She was cowed, intimidated, vanquished. When the hour was over she went through the two lines of bowing servants, and left Hohenszalras ere the noon was past.
'It is the first time in my life I ever failed,' she thought, as the pinnacles and towers of the burg were lost to her sight. 'What do these men see in that woman?'
Vàsàrhely, when he left her, went straight to Sabran, who, seated on an oaken bench in the corridor of his wife's apartments, knew not how the hours passed, and seemed aged ten years in a day. Vàsàrhely motioned him to pass into one of the empty chambers. There he gave him the lines which Olga Brancka had signed.
'You are safe from her,' he said. 'She cannot tell your story to the world. She will not dare even to whisper it as a conjecture.'
Sabran did not speak. This great debt owed to his greatest foe hurt him even whilst it delivered him.
'For the first time I have concealed the truth,' pursued Vàsàrhely. 'I affected to disbelieve her story. There was no other way to save it from publicity. That alone would not have sufficed, but I had means to coerce her.'
'You have been very generous.'
Vàsàrhely shrank from his praise as though from some insolence. He did not look at Sabran; he spoke briefly between his closed teeth. All his soul was full of longing to strike this man; to meet him in open combat and to kill him; forcing him and his foul secret together down underneath the sole sure cover of the grave. But the sense that so near, within a few feet of them, she lay in peril of her life, made even vengeance seem for the moment profane and blasphemous.
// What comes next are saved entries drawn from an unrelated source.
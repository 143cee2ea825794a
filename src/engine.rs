use log::{debug, warn};
use thiserror::Error;

use crate::decision::Decision;
use crate::graph::KnowledgeGraph;
use crate::message::Message;
use crate::process::{Process, Response, Stage};
use crate::transport::{Broadcaster, Mailbox};
use crate::{Error, ProcessId, ProposalMap, Result, Value};

#[derive(Debug, Clone, PartialEq, Eq)]
pub enum Event {
    Sent(Message),
    /// Handled in the stage it belongs to.
    Received(Message),
    Deferred(Message),
    Discarded(Message),
}

/// What one process sent and what became of everything it received.
#[derive(Debug, Clone, Default, PartialEq, Eq)]
pub struct Trace {
    pub events: Vec<Event>,
}

impl Trace {
    fn push(&mut self, event: Event) {
        self.events.push(event);
    }

    pub fn sent(&self) -> impl Iterator<Item = &Message> {
        self.events.iter().filter_map(|e| match e {
            Event::Sent(msg) => Some(msg),
            _ => None,
        })
    }

    pub fn received(&self) -> impl Iterator<Item = &Message> {
        self.events.iter().filter_map(|e| match e {
            Event::Received(msg) => Some(msg),
            _ => None,
        })
    }

    pub fn deferred(&self) -> impl Iterator<Item = &Message> {
        self.events.iter().filter_map(|e| match e {
            Event::Deferred(msg) => Some(msg),
            _ => None,
        })
    }
}

#[derive(Debug, Clone)]
pub struct Outcome {
    pub id: ProcessId,
    pub proposal: Value,
    pub decision: Decision,
    pub graph: KnowledgeGraph,
    pub proposals: ProposalMap,
    pub trace: Trace,
}

/// A process that stopped without deciding, with what it knew at that point.
#[derive(Error, Debug)]
#[error("[P{id}] failed during {stage:?}: {error}")]
pub struct Failure {
    pub id: ProcessId,
    pub stage: Stage,
    #[source]
    pub error: Error,
    pub graph: KnowledgeGraph,
    pub trace: Trace,
}

/// Runs one [`Process`] to its decision over a mailbox and a broadcaster.
pub struct Engine<M: Mailbox, B: Broadcaster> {
    process: Process,
    mailbox: M,
    outbox: B,
    trace: Trace,
}

impl<M: Mailbox, B: Broadcaster> Engine<M, B> {
    pub fn new(process: Process, mailbox: M, outbox: B) -> Self {
        Self {
            process,
            mailbox,
            outbox,
            trace: Trace::default(),
        }
    }

    pub fn process(&self) -> &Process {
        &self.process
    }

    pub fn run(mut self) -> std::result::Result<Outcome, Failure> {
        match self.drive() {
            Ok(decision) => Ok(Outcome {
                id: self.process.id(),
                proposal: self.process.value(),
                decision,
                graph: self.process.graph().clone(),
                proposals: self.process.proposals().clone(),
                trace: self.trace,
            }),
            Err(error) => {
                warn!(
                    "[P{}] giving up in {:?}: {} (graph: {:?})",
                    self.process.id(),
                    self.process.stage(),
                    error,
                    self.process.graph()
                );
                Err(Failure {
                    id: self.process.id(),
                    stage: self.process.stage(),
                    error,
                    graph: self.process.graph().clone(),
                    trace: self.trace,
                })
            }
        }
    }

    fn drive(&mut self) -> Result<Decision> {
        for msg in self.process.start() {
            self.broadcast(msg)?;
        }

        loop {
            let item = match self.mailbox.receive() {
                Some(item) => item,
                None => {
                    let (known, required) = self.process.progress();
                    return Err(Error::ClosureNeverReached {
                        stage: self.process.stage(),
                        known,
                        required,
                    });
                }
            };
            let msg = Message::from_bytes(&item, self.process.params())?;
            debug!("[P{}] received {:?}", self.process.id(), msg);

            match self.process.handle(msg.clone())? {
                Response::WaitingForMoreMessages => self.trace.push(Event::Received(msg)),
                Response::Defer => {
                    self.trace.push(Event::Deferred(msg));
                    self.mailbox.defer(item);
                }
                Response::Discarded => self.trace.push(Event::Discarded(msg)),
                Response::Broadcast(stage2) => {
                    self.trace.push(Event::Received(msg));
                    self.broadcast(stage2)?;
                    self.mailbox.release_deferred();
                }
                Response::Decided(decision) => {
                    self.trace.push(Event::Received(msg));
                    return Ok(decision);
                }
            }
        }
    }

    fn broadcast(&mut self, msg: Message) -> Result<()> {
        debug!("[P{}] broadcasting {:?}", self.process.id(), msg);
        self.outbox.broadcast(&msg)?;
        self.trace.push(Event::Sent(msg));
        Ok(())
    }
}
'There will be always time,' he thought.
That hushed and darkened chamber hard by awed his hatred into silence. What would she wish? What would she command? Could he but know that, how clear would be his path!
He hesitated a moment, then turned away.
'I shall wait here until the danger is past, or she is called to God,' he said hoarsely.
Then he walked away down the corridor slowly, like a man wounded with a wound that bleeds within.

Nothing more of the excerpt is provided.